The term acute bronchitis and tracheitis are often grouped together and referenced within the literature given that acute bronchitis is a clinical diagnosis characterized by cough due to acute inflammation of the trachea and large airways without the evidence of pneumonia. [1], [2]

The guidelines for the use of antibiotics in acute upper respiratory infections published in the American Family Physician (AFP) journal recommends against treating acute bronchitis with antibiotics in otherwise healthy adults. Given that 90% of cases are nonbacterial, antibiotic treatment is reserved for patients with acute bacterial exacerbation of chronic bronchitis and chronic obstructive pulmonary disease (COPD), usually smokers. Amoxicillin, TMP-SMX, or doxycycline is considered when antibiotic treatment is indicated. [3]

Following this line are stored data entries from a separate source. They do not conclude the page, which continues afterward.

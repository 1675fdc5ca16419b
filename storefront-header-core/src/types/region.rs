//! Store region types

use std::fmt;

use serde::{Deserialize, Serialize};

/// Store region offered by the country selector
#[derive(Debug, Clone, Copy, PartialEq, Eq, Serialize, Deserialize)]
pub enum Region {
    #[serde(rename = "us")]
    Us,
    #[serde(rename = "eu")]
    Eu,
    #[serde(rename = "us-vip")]
    UsVip,
}

/// Commerce service headers selected by a region
#[derive(Debug, Clone, Copy, PartialEq, Eq)]
pub struct StoreHeaders {
    pub store_view_code: &'static str,
    pub source_locale: &'static str,
    pub price_book_id: &'static str,
}

impl Region {
    /// Selector option value
    #[must_use]
    pub fn code(self) -> &'static str {
        match self {
            Self::Us => "us",
            Self::Eu => "eu",
            Self::UsVip => "us-vip",
        }
    }

    /// Parse a selector option value
    #[must_use]
    pub fn from_code(code: &str) -> Option<Self> {
        match code {
            "us" => Some(Self::Us),
            "eu" => Some(Self::Eu),
            "us-vip" => Some(Self::UsVip),
            _ => None,
        }
    }

    /// Label shown in the selector
    #[must_use]
    pub fn label(self) -> &'static str {
        match self {
            Self::Us => "US",
            Self::Eu => "DE",
            Self::UsVip => "US VIP",
        }
    }

    /// Content language of the region
    #[must_use]
    pub fn locale(self) -> &'static str {
        match self {
            Self::Eu => "de",
            Self::Us | Self::UsVip => "en",
        }
    }

    #[must_use]
    pub fn store_headers(self) -> StoreHeaders {
        match self {
            Self::Us => StoreHeaders {
                store_view_code: "en",
                source_locale: "en",
                price_book_id: "us",
            },
            Self::Eu => StoreHeaders {
                store_view_code: "de",
                source_locale: "de",
                price_book_id: "eu",
            },
            Self::UsVip => StoreHeaders {
                store_view_code: "en",
                source_locale: "en",
                price_book_id: "vip",
            },
        }
    }
}

impl fmt::Display for Region {
    fn fmt(&self, f: &mut fmt::Formatter<'_>) -> fmt::Result {
        f.write_str(self.code())
    }
}
//! Header configuration

use serde::{Deserialize, Serialize};

use crate::error::{HeaderError, HeaderResult};
use crate::types::DEFAULT_BREAKPOINT_PX;

/// Runtime configuration for the header.
///
/// Every field has a default, so an empty JSON object is a valid config.
#[derive(Debug, Clone, PartialEq, Eq, Serialize, Deserialize)]
#[serde(rename_all = "camelCase", default)]
pub struct HeaderConfig {
    /// Viewport width (px) at and above which the layout is wide
    pub breakpoint_px: u32,
    /// Page paths on which the cart control is hidden
    pub excluded_cart_paths: Vec<String>,
    /// Results requested per search, also the skeleton count
    pub search_page_size: u32,
    /// Shortest phrase that triggers a search
    pub search_min_phrase_len: usize,
    /// Nav fragment path used when the `nav` metadata is absent
    pub nav_path: String,
    /// Mini cart fragment path used when the `mini-cart` metadata is absent
    pub mini_cart_path: String,
    /// Wishlist page path used when the `wishlist` metadata is absent
    pub wishlist_path: String,
    /// Prefix prepended to every storefront link
    pub root_prefix: String,
    /// Lifetime of the session config written by the region switch
    pub config_expiry_secs: i64,
}

impl Default for HeaderConfig {
    fn default() -> Self {
        Self {
            breakpoint_px: DEFAULT_BREAKPOINT_PX,
            excluded_cart_paths: vec!["/checkout".to_string()],
            search_page_size: 4,
            search_min_phrase_len: 3,
            nav_path: "/nav".to_string(),
            mini_cart_path: "/mini-cart".to_string(),
            wishlist_path: "/wishlist".to_string(),
            root_prefix: String::new(),
            config_expiry_secs: 7200,
        }
    }
}

impl HeaderConfig {
    /// Parse a config from JSON, filling absent fields with defaults
    pub fn from_json(json: &str) -> HeaderResult<Self> {
        let config: Self =
            serde_json::from_str(json).map_err(|e| HeaderError::Serialization(e.to_string()))?;
        config.validate()?;
        Ok(config)
    }

    /// Reject values the header cannot operate with
    pub fn validate(&self) -> HeaderResult<()> {
        if self.breakpoint_px == 0 {
            return Err(HeaderError::Validation(
                "breakpointPx must be greater than zero".to_string(),
            ));
        }
        if self.search_page_size == 0 {
            return Err(HeaderError::Validation(
                "searchPageSize must be greater than zero".to_string(),
            ));
        }
        if self.config_expiry_secs <= 0 {
            return Err(HeaderError::Validation(
                "configExpirySecs must be positive".to_string(),
            ));
        }
        Ok(())
    }
}
//! Current page location

use url::Url;

use crate::error::{HeaderError, HeaderResult};

/// Absolute URL of the page hosting the header
#[derive(Debug, Clone, PartialEq, Eq)]
pub struct PageLocation {
    url: Url,
}

impl PageLocation {
    pub fn parse(href: &str) -> HeaderResult<Self> {
        let url = Url::parse(href).map_err(|e| HeaderError::InvalidUrl(format!("{href}: {e}")))?;
        Ok(Self { url })
    }

    #[must_use]
    pub fn url(&self) -> &Url {
        &self.url
    }

    #[must_use]
    pub fn path(&self) -> &str {
        self.url.path()
    }

    /// Resolve a metadata value (absolute or relative URL) to a path on this site
    pub fn resolve_path(&self, reference: &str) -> HeaderResult<String> {
        self.url
            .join(reference)
            .map(|resolved| resolved.path().to_string())
            .map_err(|e| HeaderError::InvalidUrl(format!("{reference}: {e}")))
    }
}
//! Session-scoped key/value storage Trait

use std::collections::HashMap;
use std::sync::Arc;

use async_trait::async_trait;
use tokio::sync::RwLock;

use crate::error::HeaderResult;

/// Session storage shared with the rest of the storefront.
///
/// No locking across read-modify-write: last writer wins.
#[async_trait]
pub trait SessionStore: Send + Sync {
    /// Get a value
    ///
    /// # Arguments
    /// * `key` - Storage key
    async fn get(&self, key: &str) -> HeaderResult<Option<String>>;

    /// Set a value
    ///
    /// # Arguments
    /// * `key` - Storage key
    /// * `value` - New value
    async fn set(&self, key: &str, value: &str) -> HeaderResult<()>;
}

/// In-memory session storage
#[derive(Clone, Default)]
pub struct InMemorySessionStore {
    entries: Arc<RwLock<HashMap<String, String>>>,
}

impl InMemorySessionStore {
    #[must_use]
    pub fn new() -> Self {
        Self::default()
    }
}

#[async_trait]
impl SessionStore for InMemorySessionStore {
    async fn get(&self, key: &str) -> HeaderResult<Option<String>> {
        Ok(self.entries.read().await.get(key).cloned())
    }

    async fn set(&self, key: &str, value: &str) -> HeaderResult<()> {
        self.entries
            .write()
            .await
            .insert(key.to_string(), value.to_string());
        Ok(())
    }
}
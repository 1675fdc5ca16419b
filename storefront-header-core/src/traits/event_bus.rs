//! Event bus abstract Trait

use std::collections::HashMap;
use std::sync::Arc;

use async_trait::async_trait;
use serde_json::Value;
use tokio::sync::broadcast::{self, error::RecvError};
use tokio::sync::RwLock;

/// Cart contents changed; payload is the cart or `null`
pub const CART_DATA_TOPIC: &str = "cart/data";
/// Mini cart was opened by the user
pub const CART_VIEW_TOPIC: &str = "shopping-cart/view";

const CHANNEL_CAPACITY: usize = 16;

/// Live subscription to one topic
pub struct Subscription {
    replay: Option<Value>,
    receiver: broadcast::Receiver<Value>,
}

impl Subscription {
    #[must_use]
    pub fn new(replay: Option<Value>, receiver: broadcast::Receiver<Value>) -> Self {
        Self { replay, receiver }
    }

    /// Next payload; the replayed value of an eager subscription comes first.
    ///
    /// Returns `None` once the topic is closed.
    pub async fn next(&mut self) -> Option<Value> {
        if let Some(value) = self.replay.take() {
            return Some(value);
        }
        loop {
            match self.receiver.recv().await {
                Ok(value) => return Some(value),
                Err(RecvError::Lagged(skipped)) => {
                    log::warn!("Event subscriber lagged, skipped {skipped} events");
                }
                Err(RecvError::Closed) => return None,
            }
        }
    }
}

/// Publish/subscribe bus shared with other storefront components
#[async_trait]
pub trait EventBus: Send + Sync {
    /// Subscribe to a topic
    ///
    /// # Arguments
    /// * `topic` - Topic name
    /// * `eager` - Replay the last published payload, if any
    async fn subscribe(&self, topic: &str, eager: bool) -> Subscription;

    /// Publish a payload to every subscriber of a topic
    async fn publish(&self, topic: &str, payload: Value);
}

struct Topic {
    sender: broadcast::Sender<Value>,
    last: Option<Value>,
}

impl Topic {
    fn new() -> Self {
        let (sender, _) = broadcast::channel(CHANNEL_CAPACITY);
        Self { sender, last: None }
    }
}

/// In-memory event bus
///
/// Default implementation, available on all platforms.
#[derive(Clone, Default)]
pub struct InMemoryEventBus {
    topics: Arc<RwLock<HashMap<String, Topic>>>,
}

impl InMemoryEventBus {
    #[must_use]
    pub fn new() -> Self {
        Self::default()
    }

    /// Last payload published on a topic
    pub async fn last(&self, topic: &str) -> Option<Value> {
        self.topics
            .read()
            .await
            .get(topic)
            .and_then(|t| t.last.clone())
    }
}

#[async_trait]
impl EventBus for InMemoryEventBus {
    async fn subscribe(&self, topic: &str, eager: bool) -> Subscription {
        let mut topics = self.topics.write().await;
        let entry = topics.entry(topic.to_string()).or_insert_with(Topic::new);
        let replay = if eager { entry.last.clone() } else { None };
        Subscription::new(replay, entry.sender.subscribe())
    }

    async fn publish(&self, topic: &str, payload: Value) {
        let mut topics = self.topics.write().await;
        let entry = topics.entry(topic.to_string()).or_insert_with(Topic::new);
        entry.last = Some(payload.clone());
        // No receivers is not an error: eager subscribers get the replay.
        let _ = entry.sender.send(payload);
    }
}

Key recommendations for acute bronchitis published in AFP journal include consideration of using dextromethorphan, guaifenesin, or honey to manage acute bronchitis symptoms, avoidance of beta-2 agonists for the routine treatment of acute bronchitis unless wheezing is present, and limiting over-the-counter (OTC) cough medications containing antihistamines and antitussives in children younger than four years old. [4]

According to the 2005 European Respiratory Society (ERS) guidelines for the management of adult lower respiratory infection, no clear distinction is possible between tracheitis and acute bronchitis in a real clinical setting, and acute tracheobronchitis is often referred to as acute bronchitis. The guidelines recommend only considering antibiotic treatment in certain subgroups of the lower respiratory tract infection (LRTI) with suspected or definite pneumonia; selected exacerbations of COPD; aged > 75 years and fever; cardiac failure; insulin-dependent diabetes mellitus; or a serious neurological disorder. Tetracycline and amoxicillin are first-choice antibiotics if indicated. Tetracycline has the advantage that it also covers M. pneumoniae. [5]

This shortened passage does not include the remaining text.